Green Point traders are seething after trading was suspended for Sunday 5 January 2020 due to a PSL football match. According to the City of Cape Town, a soccer game at the stadium scheduled to start at 15h30 requires trading area (P4) for the purpose of parking. The chairperson of the Cape Town Stadium Market traders, Rasheda Muller said traders are angry, as many have been stocking up with consumables, food and other goods for the first Sunday of 2020. To deny them trading will result in monetary losses, she said.
Muller told VOC Breakfast Beat that the long-awaited and much-anticipated return to the Green Point common precinct has been marred by the latest disruption and the very existence of the market hangs in the balance.
“This development is being viewed as a betrayal of trust by traders, and a slap in the face of the informal economy. E-mails to the City, if anything, has revealed the excess of beaurocratic red tape that exists within the administration,” said Muller.
“What about our visitors who will travel from all over the metro and afar to find the area abandoned, except perhaps for a dozen or so cars?’
Mayco member for urban management Alderman Grant Twigg told VOC he would meet with the stadium’s stakeholders on Tuesday to iron out the matter.
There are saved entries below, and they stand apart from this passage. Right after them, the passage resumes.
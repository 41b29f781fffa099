//! Outbox of stock mirrors that could not be pushed to the shop
//!
//! The stock value is absolute, so a newer pending mirror for the same book
//! replaces the older one instead of queueing behind it.

use std::collections::VecDeque;
use std::sync::{Mutex, PoisonError};

use chrono::{DateTime, Utc};
use serde::Serialize;
use uuid::Uuid;

use crate::models::Book;

/// Stock value to copy from a book onto its shop product
#[derive(Debug, Clone, PartialEq, Serialize)]
pub struct StockMirror {
    pub book_id: i64,
    pub isbn: Option<String>,
    pub title: String,
    pub stock: i64,
}

impl StockMirror {
    pub fn from_book(book: &Book) -> Option<Self> {
        Some(Self {
            book_id: book.id?,
            isbn: book.isbn.clone(),
            title: book.title.clone(),
            stock: i64::from(book.available_copies),
        })
    }
}

#[derive(Debug, Clone, Copy, PartialEq, Eq, Serialize)]
#[serde(rename_all = "lowercase")]
pub enum OutboxStatus {
    Pending,
    Applied,
    /// Gave up after the maximum number of attempts
    Failed,
    /// No product matched; nothing to retry
    Skipped,
}

#[derive(Debug, Clone, Serialize)]
pub struct OutboxEntry {
    pub id: Uuid,
    pub mirror: StockMirror,
    pub status: OutboxStatus,
    pub attempts: u32,
    pub last_error: Option<String>,
    pub created_at: DateTime<Utc>,
    pub updated_at: DateTime<Utc>,
}

pub struct SyncOutbox {
    entries: Mutex<VecDeque<OutboxEntry>>,
    max_attempts: u32,
}

impl SyncOutbox {
    pub fn new(max_attempts: u32) -> Self {
        Self {
            entries: Mutex::new(VecDeque::new()),
            max_attempts: max_attempts.max(1),
        }
    }

    pub fn max_attempts(&self) -> u32 {
        self.max_attempts
    }

    /// Queue a mirror whose first push failed
    pub fn enqueue_failed(&self, mirror: StockMirror, error: &str) -> Uuid {
        self.push(mirror, OutboxStatus::Pending, Some(error.to_string()))
    }

    /// Keep a trace of a mirror that had no product to land on
    pub fn record_skipped(&self, mirror: StockMirror, reason: &str) -> Uuid {
        self.push(mirror, OutboxStatus::Skipped, Some(reason.to_string()))
    }

    fn push(&self, mirror: StockMirror, status: OutboxStatus, error: Option<String>) -> Uuid {
        let mut entries = self.entries.lock().unwrap_or_else(PoisonError::into_inner);
        if status == OutboxStatus::Pending {
            // superseded: the newer stock value wins
            entries.retain(|e| {
                !(e.status == OutboxStatus::Pending && e.mirror.book_id == mirror.book_id)
            });
        }
        let now = Utc::now();
        let id = Uuid::new_v4();
        entries.push_back(OutboxEntry {
            id,
            mirror,
            status,
            attempts: u32::from(status == OutboxStatus::Pending),
            last_error: error,
            created_at: now,
            updated_at: now,
        });
        id
    }

    /// A later successful push makes any queued value for the book obsolete
    pub fn discard_pending_for(&self, book_id: i64) {
        let mut entries = self.entries.lock().unwrap_or_else(PoisonError::into_inner);
        entries.retain(|e| !(e.status == OutboxStatus::Pending && e.mirror.book_id == book_id));
    }

    /// Pending entries, oldest first
    pub fn pending(&self) -> Vec<OutboxEntry> {
        self.entries
            .lock()
            .unwrap_or_else(PoisonError::into_inner)
            .iter()
            .filter(|e| e.status == OutboxStatus::Pending)
            .cloned()
            .collect()
    }

    pub fn entries(&self) -> Vec<OutboxEntry> {
        self.entries
            .lock()
            .unwrap_or_else(PoisonError::into_inner)
            .iter()
            .cloned()
            .collect()
    }

    pub fn get(&self, id: Uuid) -> Option<OutboxEntry> {
        self.entries
            .lock()
            .unwrap_or_else(PoisonError::into_inner)
            .iter()
            .find(|e| e.id == id)
            .cloned()
    }

    pub fn mark_applied(&self, id: Uuid) {
        self.update(id, |entry| {
            entry.status = OutboxStatus::Applied;
            entry.last_error = None;
        });
    }

    pub fn mark_skipped(&self, id: Uuid, reason: &str) {
        self.update(id, |entry| {
            entry.status = OutboxStatus::Skipped;
            entry.last_error = Some(reason.to_string());
        });
    }

    /// Count a failed retry; the entry fails for good at `max_attempts`
    pub fn mark_attempt_failed(&self, id: Uuid, error: &str) -> OutboxStatus {
        let max_attempts = self.max_attempts;
        self.update(id, |entry| {
            entry.attempts += 1;
            entry.last_error = Some(error.to_string());
            if entry.attempts >= max_attempts {
                entry.status = OutboxStatus::Failed;
            }
        })
        .unwrap_or(OutboxStatus::Failed)
    }

    fn update(&self, id: Uuid, f: impl FnOnce(&mut OutboxEntry)) -> Option<OutboxStatus> {
        let mut entries = self.entries.lock().unwrap_or_else(PoisonError::into_inner);
        let entry = entries.iter_mut().find(|e| e.id == id)?;
        f(entry);
        entry.updated_at = Utc::now();
        Some(entry.status)
    }

    /// Drop applied and skipped entries; failed ones stay visible
    pub fn prune_finished(&self) -> usize {
        let mut entries = self.entries.lock().unwrap_or_else(PoisonError::into_inner);
        let before = entries.len();
        entries.retain(|e| matches!(e.status, OutboxStatus::Pending | OutboxStatus::Failed));
        before - entries.len()
    }
}
//! Infrastructure layer
//!
//! This layer contains:
//! - Configuration loading (config)
//! - HTTP client and error normalization (client)
//! - Token persistence (tokens)
//! - REST implementations of the resource api (repositories)
//! - Application state (state)

pub mod client;
pub mod config;
pub mod repositories;
pub mod state;
pub mod tokens;

pub use client::ApiClient;
pub use config::Config;
pub use repositories::*;
pub use state::AppState;
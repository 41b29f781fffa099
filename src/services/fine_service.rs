//! Overdue and fine calculation
//!
//! One rate, one formula. Everything that shows or persists a fine goes
//! through [`FinePolicy`].

use chrono::{DateTime, NaiveDate, Utc};

use crate::models::Borrowing;
use crate::models::borrowing::BorrowingStatus;

pub const DEFAULT_FINE_PER_DAY: f64 = 0.50;

const SECONDS_PER_DAY: i64 = 86_400;

/// Whole days from `today` until `due`. Negative when overdue.
pub fn days_until_due(due: NaiveDate, today: NaiveDate) -> i64 {
    (due - today).num_days()
}

/// Same as [`days_until_due`] for timestamps, rounding partial days up
/// (`ceil((due - now) / 1 day)`).
pub fn days_until_due_at(due: DateTime<Utc>, now: DateTime<Utc>) -> i64 {
    let seconds = (due - now).num_seconds();
    // ceil for both signs
    let days = seconds.div_euclid(SECONDS_PER_DAY);
    if seconds.rem_euclid(SECONDS_PER_DAY) == 0 {
        days
    } else {
        days + 1
    }
}

/// Days past due on `today`, 0 when not overdue
pub fn days_overdue(due: NaiveDate, today: NaiveDate) -> u32 {
    let days = days_until_due(due, today);
    if days < 0 {
        u32::try_from(-days).unwrap_or(u32::MAX)
    } else {
        0
    }
}

pub fn round_cents(amount: f64) -> f64 {
    (amount * 100.0).round() / 100.0
}

#[derive(Debug, Clone, Copy, PartialEq)]
pub struct FinePolicy {
    pub rate_per_day: f64,
}

impl Default for FinePolicy {
    fn default() -> Self {
        Self {
            rate_per_day: DEFAULT_FINE_PER_DAY,
        }
    }
}

impl FinePolicy {
    pub fn new(rate_per_day: f64) -> Self {
        Self { rate_per_day }
    }

    /// Fine for an item due on `due` checked on `today`
    pub fn fine(&self, due: NaiveDate, today: NaiveDate) -> f64 {
        round_cents(days_overdue(due, today) as f64 * self.rate_per_day)
    }

    /// Days a borrowing ran late: up to the return date once returned,
    /// otherwise up to `today`. Lost items keep accruing until `today`.
    pub fn borrowing_days_overdue(&self, borrowing: &Borrowing, today: NaiveDate) -> u32 {
        let until = match (borrowing.returned_date, borrowing.status) {
            (Some(returned), _) => returned,
            (None, BorrowingStatus::Returned) => return 0,
            (None, _) => today,
        };
        days_overdue(borrowing.due_date, until)
    }

    pub fn borrowing_fine(&self, borrowing: &Borrowing, today: NaiveDate) -> f64 {
        round_cents(self.borrowing_days_overdue(borrowing, today) as f64 * self.rate_per_day)
    }
}

#[cfg(test)]
mod tests {
    use super::*;
    use chrono::{Duration, TimeZone};

    fn date(s: &str) -> NaiveDate {
        NaiveDate::parse_from_str(s, "%Y-%m-%d").unwrap()
    }

    #[test]
    fn test_future_due_date_has_no_fine() {
        let policy = FinePolicy::default();
        let today = date("2024-06-01");
        for ahead in 0..60 {
            let due = today + Duration::days(ahead);
            assert!(days_until_due(due, today) >= 0);
            assert_eq!(policy.fine(due, today), 0.0);
        }
    }

    #[test]
    fn test_fine_scales_with_days_late() {
        let policy = FinePolicy::default();
        let today = date("2024-06-01");
        for late in 1..40 {
            let due = today - Duration::days(late);
            assert_eq!(days_until_due(due, today), -late);
            assert_eq!(policy.fine(due, today), round_cents(late as f64 * 0.5));
        }
        assert_eq!(policy.fine(today - Duration::days(9), today), 4.50);
    }

    #[test]
    fn test_returned_late_borrowing() {
        let mut borrowing = Borrowing::new(1, 1, date("2024-11-15"), date("2024-12-01"));
        borrowing.returned_date = Some(date("2024-12-10"));
        borrowing.status = BorrowingStatus::Returned;

        let policy = FinePolicy::new(0.50);
        // checked long after the return, still measured at the return date
        assert_eq!(policy.borrowing_days_overdue(&borrowing, date("2025-03-01")), 9);
        assert_eq!(policy.borrowing_fine(&borrowing, date("2025-03-01")), 4.50);
    }

    #[test]
    fn test_configured_rate() {
        let policy = FinePolicy::new(1.25);
        assert_eq!(policy.fine(date("2024-12-01"), date("2024-12-05")), 5.0);
    }

    #[test]
    fn test_partial_days_round_up() {
        let now = Utc.with_ymd_and_hms(2024, 12, 1, 12, 0, 0).unwrap();
        let due_soon = now + Duration::hours(3);
        assert_eq!(days_until_due_at(due_soon, now), 1);
        let late = now - Duration::hours(30);
        assert_eq!(days_until_due_at(late, now), -1);
        assert_eq!(days_until_due_at(now - Duration::days(2), now), -2);
    }
}
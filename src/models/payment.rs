use chrono::NaiveDate;
use serde::{Deserialize, Serialize};

use crate::impl_resource;
use crate::utils::validation::{Validate, ValidationErrors};

#[derive(Debug, Clone, Copy, Default, PartialEq, Eq, Serialize, Deserialize)]
#[serde(rename_all = "snake_case")]
pub enum PaymentMethod {
    #[default]
    Cash,
    Card,
    BankTransfer,
    Cheque,
    Online,
}

#[derive(Debug, Clone, PartialEq, Serialize, Deserialize)]
pub struct Payment {
    #[serde(default, skip_serializing_if = "Option::is_none")]
    pub id: Option<i64>,
    pub invoice: i64,
    pub amount: f64,
    #[serde(default)]
    pub method: PaymentMethod,
    pub paid_on: NaiveDate,
    #[serde(default)]
    pub reference: Option<String>,
}

impl Validate for Payment {
    fn validate(&self) -> Result<(), ValidationErrors> {
        let mut errors = ValidationErrors::new();
        errors.positive("amount", self.amount);
        errors.into_result()
    }
}

impl_resource!(Payment, "billing/payments", validated);
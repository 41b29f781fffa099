use campusdesk::Config;
use serial_test::serial;

const KEYS: [&str; 9] = [
    "PROFILE",
    "API_BASE_URL",
    "API_VERSION",
    "REQUEST_TIMEOUT_SECS",
    "PAGE_SIZE",
    "FINE_PER_DAY",
    "TOKEN_FILE",
    "PRODUCT_SYNC_ENABLED",
    "SYNC_MAX_ATTEMPTS",
];

fn clear_env() {
    for key in KEYS {
        // SAFETY: every test touching the environment is #[serial]
        unsafe { std::env::remove_var(key) };
    }
}

fn set(key: &str, value: &str) {
    // SAFETY: see clear_env
    unsafe { std::env::set_var(key, value) };
}

#[test]
#[serial]
fn test_defaults() {
    clear_env();
    let config = Config::from_env();

    assert_eq!(config.api_root(), "http://localhost:8000/api/v1");
    assert_eq!(config.request_timeout_secs, 30);
    assert_eq!(config.page_size, 20);
    assert_eq!(config.fine_per_day, 0.50);
    assert!(config.product_sync_enabled);
    assert_eq!(config.sync_max_attempts, 5);
    assert_eq!(config.profile, "default");
    assert!(config.token_file.ends_with("tokens.json"));
}

#[test]
#[serial]
fn test_env_overrides() {
    clear_env();
    set("API_BASE_URL", "https://school.example/");
    set("API_VERSION", "v2");
    set("FINE_PER_DAY", "1.25");
    set("PRODUCT_SYNC_ENABLED", "false");
    set("PROFILE", "staging");

    let config = Config::from_env();
    clear_env();

    assert_eq!(config.api_root(), "https://school.example/api/v2");
    assert_eq!(config.fine_per_day, 1.25);
    assert!(!config.product_sync_enabled);
    assert!(config.token_file.ends_with("tokens_staging.json"));
}

#[test]
#[serial]
fn test_bad_values_fall_back() {
    clear_env();
    set("PAGE_SIZE", "lots");
    set("FINE_PER_DAY", "-2");

    let config = Config::from_env();
    clear_env();

    assert_eq!(config.page_size, 20);
    assert_eq!(config.fine_per_day, 0.50);
}

#[test]
#[serial]
fn test_profile_switch_respects_pinned_token_file() {
    clear_env();
    let mut config = Config::from_env();
    config.apply_profile("demo");
    assert!(config.token_file.ends_with("tokens_demo.json"));

    set("TOKEN_FILE", "/tmp/campusdesk-pinned.json");
    let mut config = Config::from_env();
    config.apply_profile("demo");
    clear_env();

    assert_eq!(config.profile, "demo");
    assert_eq!(config.token_file.to_str(), Some("/tmp/campusdesk-pinned.json"));
}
“What happened is very unfortunate. The trading is very important to us and at the opening, the Mayor said it should be on a continuous basis. However, all the traders are aware of the fact that when there are events, there is no trading. So now we want to look at how to have consistent trading and how the events will impact on the trading space.”
Twigg said his office was only made aware of the soccer match last week and informed the traders on Monday.
Muller said the soccer authorities and CT City Football club have given their assurance that the P4 area is not a prerequisite of theirs and that trading on the day will not have any effect on them whatsoever.
“So one needs to ask who the person or persons within the council are who take decisions, literally at the stroke of a pen and indeed without any consideration for the livelihoods of informal economy workers,” she lamented.
“Clearly they are not in sync with the requirements of the record of decision 6.13.3 which clearly underpins the rights of traders over parking on tarred areas within the urban park precinct.”
Failing the successful outcome of our appeal, Muller said the CTSM traders will “exercise all options” at their disposal.
The vendors are awaiting the City’s response to their appeal to trade.